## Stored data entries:
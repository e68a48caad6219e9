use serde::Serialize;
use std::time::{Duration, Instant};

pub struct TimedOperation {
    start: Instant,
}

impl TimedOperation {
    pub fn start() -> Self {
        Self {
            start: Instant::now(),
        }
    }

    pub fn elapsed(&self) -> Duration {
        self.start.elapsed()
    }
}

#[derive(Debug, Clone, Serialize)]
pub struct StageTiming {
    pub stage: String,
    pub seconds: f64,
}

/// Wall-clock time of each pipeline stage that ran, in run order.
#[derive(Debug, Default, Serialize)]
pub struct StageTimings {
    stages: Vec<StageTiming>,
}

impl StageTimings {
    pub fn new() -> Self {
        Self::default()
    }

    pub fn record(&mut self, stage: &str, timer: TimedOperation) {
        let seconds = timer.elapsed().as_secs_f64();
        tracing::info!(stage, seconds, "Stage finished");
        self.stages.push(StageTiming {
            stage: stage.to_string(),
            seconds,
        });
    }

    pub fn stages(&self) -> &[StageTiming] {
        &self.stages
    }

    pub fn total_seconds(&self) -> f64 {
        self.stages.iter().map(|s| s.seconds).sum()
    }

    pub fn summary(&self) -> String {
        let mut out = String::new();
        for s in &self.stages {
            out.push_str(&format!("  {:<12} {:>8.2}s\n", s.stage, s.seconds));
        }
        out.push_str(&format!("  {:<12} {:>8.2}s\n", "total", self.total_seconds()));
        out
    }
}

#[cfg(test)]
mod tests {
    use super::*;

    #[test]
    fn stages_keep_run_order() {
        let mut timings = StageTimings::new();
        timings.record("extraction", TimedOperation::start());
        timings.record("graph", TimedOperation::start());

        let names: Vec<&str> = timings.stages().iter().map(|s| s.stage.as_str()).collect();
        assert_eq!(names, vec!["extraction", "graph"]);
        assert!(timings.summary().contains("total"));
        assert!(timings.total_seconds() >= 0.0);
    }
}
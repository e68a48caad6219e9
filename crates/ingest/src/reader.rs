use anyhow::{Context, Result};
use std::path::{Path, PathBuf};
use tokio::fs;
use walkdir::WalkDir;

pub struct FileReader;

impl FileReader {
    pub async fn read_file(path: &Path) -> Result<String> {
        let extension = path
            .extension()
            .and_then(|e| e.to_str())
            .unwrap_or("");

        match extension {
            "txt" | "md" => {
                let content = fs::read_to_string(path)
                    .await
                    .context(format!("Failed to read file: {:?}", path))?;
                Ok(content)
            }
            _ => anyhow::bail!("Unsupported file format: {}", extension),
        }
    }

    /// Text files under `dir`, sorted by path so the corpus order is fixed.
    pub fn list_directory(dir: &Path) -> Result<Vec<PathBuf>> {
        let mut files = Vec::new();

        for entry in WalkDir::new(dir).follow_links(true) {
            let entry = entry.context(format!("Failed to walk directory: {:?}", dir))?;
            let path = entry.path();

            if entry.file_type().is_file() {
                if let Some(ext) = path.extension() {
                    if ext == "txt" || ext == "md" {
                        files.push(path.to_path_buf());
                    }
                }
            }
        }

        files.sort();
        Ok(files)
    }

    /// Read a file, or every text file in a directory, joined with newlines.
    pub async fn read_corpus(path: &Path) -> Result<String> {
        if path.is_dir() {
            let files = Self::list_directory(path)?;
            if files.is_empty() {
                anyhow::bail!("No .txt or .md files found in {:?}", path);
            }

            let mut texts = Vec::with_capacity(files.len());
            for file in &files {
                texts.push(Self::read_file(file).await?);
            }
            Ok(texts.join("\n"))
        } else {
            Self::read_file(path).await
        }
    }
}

## What is needed:
Copy out all lines above that include the string "Instant".

## Written solution:
use std::time::{Duration, Instant};
    start: Instant,
            start: Instant::now(),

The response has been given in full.